[PROVIDED DATA — start]

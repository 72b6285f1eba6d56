//! Provider-neutral event types.
//!
//! These types represent appointment calendar events in a provider-agnostic
//! way. Provider adapters convert their API responses into these types, and
//! the engine works exclusively with them for diffing, conflict detection,
//! and export.

use chrono::{DateTime, Utc};
use serde::{Deserialize, Serialize};
use sha2::{Digest, Sha256};
use uuid::Uuid;

/// Where an event originated.
#[derive(Debug, Clone, Copy, PartialEq, Eq, Serialize, Deserialize)]
#[serde(rename_all = "snake_case")]
pub enum EventSource {
    Local,
    External,
}

#[derive(Debug, Clone, Copy, PartialEq, Eq, Serialize, Deserialize)]
#[serde(rename_all = "snake_case")]
pub enum EventStatus {
    Confirmed,
    Tentative,
    Cancelled,
}

impl EventStatus {
    pub fn as_str(&self) -> &'static str {
        match self {
            EventStatus::Confirmed => "confirmed",
            EventStatus::Tentative => "tentative",
            EventStatus::Cancelled => "cancelled",
        }
    }
}

/// A calendar event in canonical form.
///
/// `external_id` is set once the event is linked to a remote counterpart.
/// The pair (local event, remote event with the same `external_id`) is what
/// the conflict detector operates on.
#[derive(Debug, Clone, PartialEq, Serialize, Deserialize)]
pub struct SyncEvent {
    pub id: String,
    /// Provider-assigned ID of the linked remote event, if any.
    pub external_id: Option<String>,
    pub title: String,
    pub description: Option<String>,
    pub location: Option<String>,
    pub start: DateTime<Utc>,
    pub end: DateTime<Utc>,
    /// Attendee email addresses.
    pub attendees: Vec<String>,
    pub status: EventStatus,
    pub source: EventSource,
    pub created_at: DateTime<Utc>,
    pub modified_at: DateTime<Utc>,
}

impl SyncEvent {
    /// Create a new local event with a generated ID.
    pub fn new(title: impl Into<String>, start: DateTime<Utc>, end: DateTime<Utc>) -> Self {
        let now = Utc::now();
        SyncEvent {
            id: Uuid::new_v4().to_string(),
            external_id: None,
            title: title.into(),
            description: None,
            location: None,
            start,
            end,
            attendees: Vec::new(),
            status: EventStatus::Confirmed,
            source: EventSource::Local,
            created_at: now,
            modified_at: now,
        }
    }

    /// Stable content checksum over semantically meaningful fields.
    ///
    /// Two events with equal checksums are content-equal. The hash covers
    /// title, description, location, time window, status, and the attendee
    /// set (sorted, so list order does not matter). Identity and bookkeeping
    /// fields (`id`, `external_id`, `source`, timestamps) are excluded so
    /// the checksum survives relinking and provider etag churn.
    pub fn checksum(&self) -> String {
        let mut hasher = Sha256::new();
        hasher.update(self.title.as_bytes());
        hasher.update([0x1f]);
        hasher.update(self.description.as_deref().unwrap_or("").as_bytes());
        hasher.update([0x1f]);
        hasher.update(self.location.as_deref().unwrap_or("").as_bytes());
        hasher.update([0x1f]);
        hasher.update(self.start.timestamp().to_be_bytes());
        hasher.update(self.end.timestamp().to_be_bytes());
        hasher.update(self.status.as_str().as_bytes());
        hasher.update([0x1f]);

        let mut attendees = self.attendees.clone();
        attendees.sort();
        for attendee in &attendees {
            hasher.update(attendee.as_bytes());
            hasher.update([0x1e]);
        }

        hex::encode(hasher.finalize())
    }

    /// Whether this event is linked to a remote counterpart.
    pub fn is_linked(&self) -> bool {
        self.external_id.is_some()
    }

    /// Interval-overlap test on the event time windows.
    pub fn overlaps(&self, other: &SyncEvent) -> bool {
        self.start < other.end && other.start < self.end
    }

    /// Content similarity in [0, 1], used for best-effort first-time linking
    /// of events that were created independently on both sides.
    pub fn similarity(&self, other: &SyncEvent) -> f64 {
        let mut score = 0.0;
        if self.start == other.start && self.end == other.end {
            score += 0.5;
        } else if self.overlaps(other) {
            score += 0.2;
        }
        if self.title.trim().eq_ignore_ascii_case(other.title.trim()) {
            score += 0.3;
        }
        if self.location == other.location {
            score += 0.1;
        }
        if self.description == other.description {
            score += 0.1;
        }
        score
    }

}

/// Minimum similarity for best-effort linking of unlinked pairs.
pub const LINK_SIMILARITY_THRESHOLD: f64 = 0.8;

#[cfg(test)]
mod tests {
    use super::*;
    use chrono::TimeZone;

    fn event_at(h: u32, len_min: i64) -> SyncEvent {
        let start = Utc.with_ymd_and_hms(2025, 1, 10, h, 0, 0).unwrap();
        SyncEvent::new("Haircut", start, start + chrono::Duration::minutes(len_min))
    }

    #[test]
    fn checksum_ignores_attendee_order() {
        let mut a = event_at(10, 30);
        a.attendees = vec!["zoe@example.com".into(), "amir@example.com".into()];
        let mut b = a.clone();
        b.attendees = vec!["amir@example.com".into(), "zoe@example.com".into()];
        assert_eq!(a.checksum(), b.checksum());
    }

    #[test]
    fn checksum_ignores_identity_and_timestamps() {
        let a = event_at(10, 30);
        let mut b = a.clone();
        b.id = "other-id".into();
        b.external_id = Some("remote-1".into());
        b.source = EventSource::External;
        b.modified_at = b.modified_at + chrono::Duration::hours(3);
        assert_eq!(a.checksum(), b.checksum());
    }

    #[test]
    fn checksum_changes_on_semantic_fields() {
        let a = event_at(10, 30);

        let mut title_changed = a.clone();
        title_changed.title = "Beard trim".into();
        assert_ne!(a.checksum(), title_changed.checksum());

        let mut time_changed = a.clone();
        time_changed.end = time_changed.end + chrono::Duration::minutes(15);
        assert_ne!(a.checksum(), time_changed.checksum());

        let mut status_changed = a.clone();
        status_changed.status = EventStatus::Cancelled;
        assert_ne!(a.checksum(), status_changed.checksum());
    }

    #[test]
    fn overlap_is_strict_interval_intersection() {
        let a = event_at(10, 30);
        let b = event_at(10, 60);
        assert!(a.overlaps(&b));

        // Back-to-back events do not overlap
        let start = a.end;
        let c = SyncEvent::new("Next", start, start + chrono::Duration::minutes(30));
        assert!(!a.overlaps(&c));
    }

    #[test]
    fn similarity_high_for_same_window_and_title() {
        let a = event_at(10, 30);
        let mut b = a.clone();
        b.id = "different".into();
        assert!(a.similarity(&b) >= LINK_SIMILARITY_THRESHOLD);

        let mut c = event_at(14, 30);
        c.title = "Completely different".into();
        assert!(a.similarity(&c) < LINK_SIMILARITY_THRESHOLD);
    }
}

[PROVIDED DATA — finish]

**PROBLEM TO WORK ON:** Reproduce exactly the entries above, limited to the lines from the one with "assert_ne!(a.checksum(), status_changed.checksum());" through the one with "assert!(a.similarity(&b) >= LINK_SIMILARITY_THRESHOLD);", both included.

**EXERCISE ANSWER:**
        assert_ne!(a.checksum(), status_changed.checksum());
    }

    #[test]
    fn overlap_is_strict_interval_intersection() {
        let a = event_at(10, 30);
        let b = event_at(10, 60);
        assert!(a.overlaps(&b));

        // Back-to-back events do not overlap
        let start = a.end;
        let c = SyncEvent::new("Next", start, start + chrono::Duration::minutes(30));
        assert!(!a.overlaps(&c));
    }

    #[test]
    fn similarity_high_for_same_window_and_title() {
        let a = event_at(10, 30);
        let mut b = a.clone();
        b.id = "different".into();
        assert!(a.similarity(&b) >= LINK_SIMILARITY_THRESHOLD);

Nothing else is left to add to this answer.